Work to be completed> Report each line of the entries below that includes "bounded".

Dataset records>
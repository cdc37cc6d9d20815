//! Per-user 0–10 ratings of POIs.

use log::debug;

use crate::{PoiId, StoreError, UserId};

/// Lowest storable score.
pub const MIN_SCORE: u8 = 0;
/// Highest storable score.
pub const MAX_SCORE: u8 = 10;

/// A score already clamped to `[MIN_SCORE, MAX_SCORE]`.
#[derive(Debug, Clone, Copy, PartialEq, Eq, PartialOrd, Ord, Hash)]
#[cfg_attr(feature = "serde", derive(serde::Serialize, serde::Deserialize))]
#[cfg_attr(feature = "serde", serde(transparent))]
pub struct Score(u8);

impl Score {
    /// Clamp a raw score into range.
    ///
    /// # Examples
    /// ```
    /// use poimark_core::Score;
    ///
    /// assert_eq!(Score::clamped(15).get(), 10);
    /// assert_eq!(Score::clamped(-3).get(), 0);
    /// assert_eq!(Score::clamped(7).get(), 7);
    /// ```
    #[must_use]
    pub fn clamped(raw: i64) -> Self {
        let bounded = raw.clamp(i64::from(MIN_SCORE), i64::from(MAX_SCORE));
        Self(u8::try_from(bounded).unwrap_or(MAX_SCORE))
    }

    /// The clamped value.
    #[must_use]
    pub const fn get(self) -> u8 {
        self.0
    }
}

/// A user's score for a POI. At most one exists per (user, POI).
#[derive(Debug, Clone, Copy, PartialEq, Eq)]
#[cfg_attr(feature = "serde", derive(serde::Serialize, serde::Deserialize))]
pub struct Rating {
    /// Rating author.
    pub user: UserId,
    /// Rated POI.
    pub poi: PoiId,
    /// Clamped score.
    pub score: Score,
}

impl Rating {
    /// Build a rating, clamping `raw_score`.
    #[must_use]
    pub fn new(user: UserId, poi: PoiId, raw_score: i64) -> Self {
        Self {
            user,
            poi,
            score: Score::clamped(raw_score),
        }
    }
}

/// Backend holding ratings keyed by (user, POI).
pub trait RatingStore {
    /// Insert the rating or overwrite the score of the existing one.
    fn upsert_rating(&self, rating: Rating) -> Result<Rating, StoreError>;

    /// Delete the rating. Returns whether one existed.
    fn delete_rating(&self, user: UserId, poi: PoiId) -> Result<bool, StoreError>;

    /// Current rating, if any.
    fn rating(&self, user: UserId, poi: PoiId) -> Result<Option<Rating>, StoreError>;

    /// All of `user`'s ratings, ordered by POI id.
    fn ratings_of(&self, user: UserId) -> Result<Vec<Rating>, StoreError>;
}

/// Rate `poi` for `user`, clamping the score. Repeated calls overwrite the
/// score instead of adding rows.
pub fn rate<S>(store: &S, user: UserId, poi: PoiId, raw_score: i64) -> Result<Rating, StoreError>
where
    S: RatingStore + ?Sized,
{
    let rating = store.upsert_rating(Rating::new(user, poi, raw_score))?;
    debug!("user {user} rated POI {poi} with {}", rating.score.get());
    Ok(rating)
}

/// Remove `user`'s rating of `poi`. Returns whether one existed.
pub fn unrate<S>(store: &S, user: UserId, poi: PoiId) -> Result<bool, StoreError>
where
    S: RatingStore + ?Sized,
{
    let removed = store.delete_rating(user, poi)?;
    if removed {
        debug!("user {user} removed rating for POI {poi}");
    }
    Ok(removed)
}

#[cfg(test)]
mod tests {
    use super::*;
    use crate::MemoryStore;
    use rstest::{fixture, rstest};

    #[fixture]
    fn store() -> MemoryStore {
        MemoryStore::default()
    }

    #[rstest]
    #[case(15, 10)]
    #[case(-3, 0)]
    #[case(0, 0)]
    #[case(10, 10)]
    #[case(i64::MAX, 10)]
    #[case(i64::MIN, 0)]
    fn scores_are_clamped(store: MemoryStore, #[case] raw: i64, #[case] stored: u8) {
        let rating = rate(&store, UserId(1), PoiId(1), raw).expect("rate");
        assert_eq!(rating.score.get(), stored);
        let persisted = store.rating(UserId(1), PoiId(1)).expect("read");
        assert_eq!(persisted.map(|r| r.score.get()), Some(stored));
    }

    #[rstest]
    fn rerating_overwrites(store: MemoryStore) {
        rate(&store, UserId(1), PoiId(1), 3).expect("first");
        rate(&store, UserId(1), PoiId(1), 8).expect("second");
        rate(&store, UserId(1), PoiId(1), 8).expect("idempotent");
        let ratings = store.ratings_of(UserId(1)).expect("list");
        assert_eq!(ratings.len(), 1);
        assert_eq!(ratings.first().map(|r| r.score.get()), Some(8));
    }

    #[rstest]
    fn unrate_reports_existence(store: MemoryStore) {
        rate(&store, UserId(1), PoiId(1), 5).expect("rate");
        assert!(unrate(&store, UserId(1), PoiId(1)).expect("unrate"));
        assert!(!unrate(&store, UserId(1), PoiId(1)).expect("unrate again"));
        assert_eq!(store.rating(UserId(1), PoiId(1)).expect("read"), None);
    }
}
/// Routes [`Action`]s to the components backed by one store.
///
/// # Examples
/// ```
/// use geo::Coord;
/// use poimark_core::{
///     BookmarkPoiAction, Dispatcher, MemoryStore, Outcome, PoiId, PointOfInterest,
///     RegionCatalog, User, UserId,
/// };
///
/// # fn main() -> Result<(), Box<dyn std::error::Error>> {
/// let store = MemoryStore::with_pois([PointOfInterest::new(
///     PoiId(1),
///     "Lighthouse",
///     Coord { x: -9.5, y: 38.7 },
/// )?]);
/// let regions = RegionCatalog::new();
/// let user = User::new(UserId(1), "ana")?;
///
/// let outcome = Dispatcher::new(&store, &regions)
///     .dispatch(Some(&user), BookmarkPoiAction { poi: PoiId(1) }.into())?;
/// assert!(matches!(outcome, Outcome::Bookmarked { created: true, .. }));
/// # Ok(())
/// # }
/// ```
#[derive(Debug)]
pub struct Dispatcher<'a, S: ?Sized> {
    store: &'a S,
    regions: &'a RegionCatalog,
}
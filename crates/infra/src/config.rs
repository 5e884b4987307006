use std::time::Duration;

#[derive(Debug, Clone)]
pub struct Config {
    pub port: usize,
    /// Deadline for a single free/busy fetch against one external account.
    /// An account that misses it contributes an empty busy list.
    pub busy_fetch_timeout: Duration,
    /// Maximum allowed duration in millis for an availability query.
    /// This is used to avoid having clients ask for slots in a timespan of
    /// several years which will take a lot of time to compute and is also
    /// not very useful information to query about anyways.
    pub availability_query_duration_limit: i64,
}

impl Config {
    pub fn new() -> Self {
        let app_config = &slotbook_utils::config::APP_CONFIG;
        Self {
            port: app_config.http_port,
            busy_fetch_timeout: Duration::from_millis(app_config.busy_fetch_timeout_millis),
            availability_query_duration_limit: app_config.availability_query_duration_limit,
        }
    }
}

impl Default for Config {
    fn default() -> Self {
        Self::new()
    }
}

Expected answer>
        let bounded = raw.clamp(i64::from(MIN_SCORE), i64::from(MAX_SCORE));
        Self(u8::try_from(bounded).unwrap_or(MAX_SCORE))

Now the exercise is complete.